Computerized text analysis approaches were used to assess status, deception, and intent in the speeches of political and authoritarian leaders. The research team found reliable language markers of status, particularly pronouns, that accurately indicate the lower versus higher status interactant across several laboratory studies, emails between members of a university and of a real world company, and in the memoranda of Saddam Hussein's military and administration. These findings can be used to quickly and remotely detect the status of group members when self-reports are inaccessible. Another promising approach for the remote detection of leadership and group dynamics was to assess cohesion. Cohesion decreased in speeches by Mao Zedong and Hosni Mubarak over time in their original languages (Chinese and Arabic) and English translations, possibly indicating increased common ground about topics among citizens of a culture. Higher cohesion in messages, then, may signal that new information is being shared by a leader to their group members. The team analyzed the speeches of various leaders, including President George W. Bush, Mao Zedong, Che Guevara, and Adolf Hitler to assess language markers preceding war. It found that first person singular use reliably and very strongly drops before going to war, suggesting that the analysis of function words can indicate intent, deception, and potential for violence. In the analysis of American Presidential Administrations, researchers found that language markers reliably varied according to whether a lie was associated with war, personal matters, or matters of the state. These findings tell us that identifying the kind of lie can help determine the kinds of language patterns to look for in detecting deception. Note that a major component of the project was to develop computerized text analysis approaches, especially for the study of languages other than English. They are described in the methodology section below.

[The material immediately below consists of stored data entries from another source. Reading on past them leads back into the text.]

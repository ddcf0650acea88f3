use crate::error::ChatError;
use crate::oauth::OAuthClient;
use std::sync::Arc;
use std::time::{Duration, Instant};
use tokio::sync::Mutex;

/// Refresh tokens are left early when fewer than this much lifetime remains.
const EXPIRY_MARGIN: Duration = Duration::from_secs(60);

/// Durable home for the one secret this bot holds. Implemented by the
/// app's state store; faked in tests.
#[async_trait::async_trait]
pub trait CredentialStore: Send + Sync {
    async fn refresh_token(&self) -> anyhow::Result<Option<String>>;
    async fn store_refresh_token(&self, token: &str) -> anyhow::Result<()>;
}

#[derive(Debug, Clone)]
struct CachedToken {
    token: String,
    expires_at: Instant,
}

/// Exchanges the stored refresh token for short-lived access tokens and
/// caches them in memory until shortly before expiry.
pub struct TokenManager {
    oauth: OAuthClient,
    store: Arc<dyn CredentialStore>,
    cached: Mutex<Option<CachedToken>>,
}

impl TokenManager {
    pub fn new(oauth: OAuthClient, store: Arc<dyn CredentialStore>) -> Self {
        Self {
            oauth,
            store,
            cached: Mutex::new(None),
        }
    }

    /// Current access token, refreshing through the OAuth client if the
    /// cached one is missing or about to expire.
    #[tracing::instrument(level = "debug", skip_all)]
    pub async fn access_token(&self) -> Result<String, ChatError> {
        let mut cached = self.cached.lock().await;
        if let Some(c) = cached.as_ref() {
            if cache_usable(c.expires_at, Instant::now()) {
                return Ok(c.token.clone());
            }
        }

        let refresh_token = self
            .store
            .refresh_token()
            .await
            .map_err(|e| ChatError::Storage(e.to_string()))?
            .ok_or_else(|| {
                ChatError::Auth(
                    "no refresh token stored; open /auth and complete the consent flow".to_string(),
                )
            })?;

        let grant = self.oauth.refresh_access_token(&refresh_token).await?;
        if let Some(rotated) = grant.refresh_token.as_deref() {
            // Google occasionally rotates the refresh token on refresh.
            self.store
                .store_refresh_token(rotated)
                .await
                .map_err(|e| ChatError::Storage(e.to_string()))?;
        }

        let expires_at = Instant::now() + Duration::from_secs(grant.expires_in);
        *cached = Some(CachedToken {
            token: grant.access_token.clone(),
            expires_at,
        });
        tracing::debug!(expires_in = grant.expires_in, "access token refreshed");
        Ok(grant.access_token)
    }
}

fn cache_usable(expires_at: Instant, now: Instant) -> bool {
    expires_at > now + EXPIRY_MARGIN
}

#[cfg(test)]
mod tests {
    use super::*;

    #[test]
    fn cached_token_is_reused_until_expiry_margin() {
        let now = Instant::now();
        assert!(cache_usable(now + Duration::from_secs(3600), now));
        assert!(cache_usable(now + Duration::from_secs(61), now));
    }

    #[test]
    fn cached_token_inside_margin_is_not_reused() {
        let now = Instant::now();
        assert!(!cache_usable(now + Duration::from_secs(60), now));
        assert!(!cache_usable(now + Duration::from_secs(5), now));
        assert!(!cache_usable(now, now));
    }
}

Although a variety of text analysis tools, algorithms, and approaches were used, the two primary tools used throughout the project were Linguistic Inquiry and Word Count (LIWC) and Coh-Metrix. LIWC is a word counting tool that efficiently counts and categorizes words into grammatical, psychological and content categories. In this project, LIWC was used to assess leaders' language for markers of status, deception, and language style matching (to assess synchrony and engagement). Coh-Metrix is a powerful web application that computes the narrativity, cohesion, complexity, syntactic simplicity, and concreteness of any given text. In this project, cohesion metrics in leaders' speeches were found to be associated with major economical, historical, and social events such as growth rates of GDP per capita, social unrest, status, and duration of leadership. A major component of the project was focused on the development of computerized text analysis approaches. During the funding period, LIWC was translated and validated in Arabic, Chinese, French, Russian, and Turkish. In addition, an automated Speech Act Classifier that assesses text for the types of statements uttered (e.g., declaration, question, command, etc.) was developed using parts of speech taggers, lexicons, and extensive manual classification of corpora in English and in Arabic.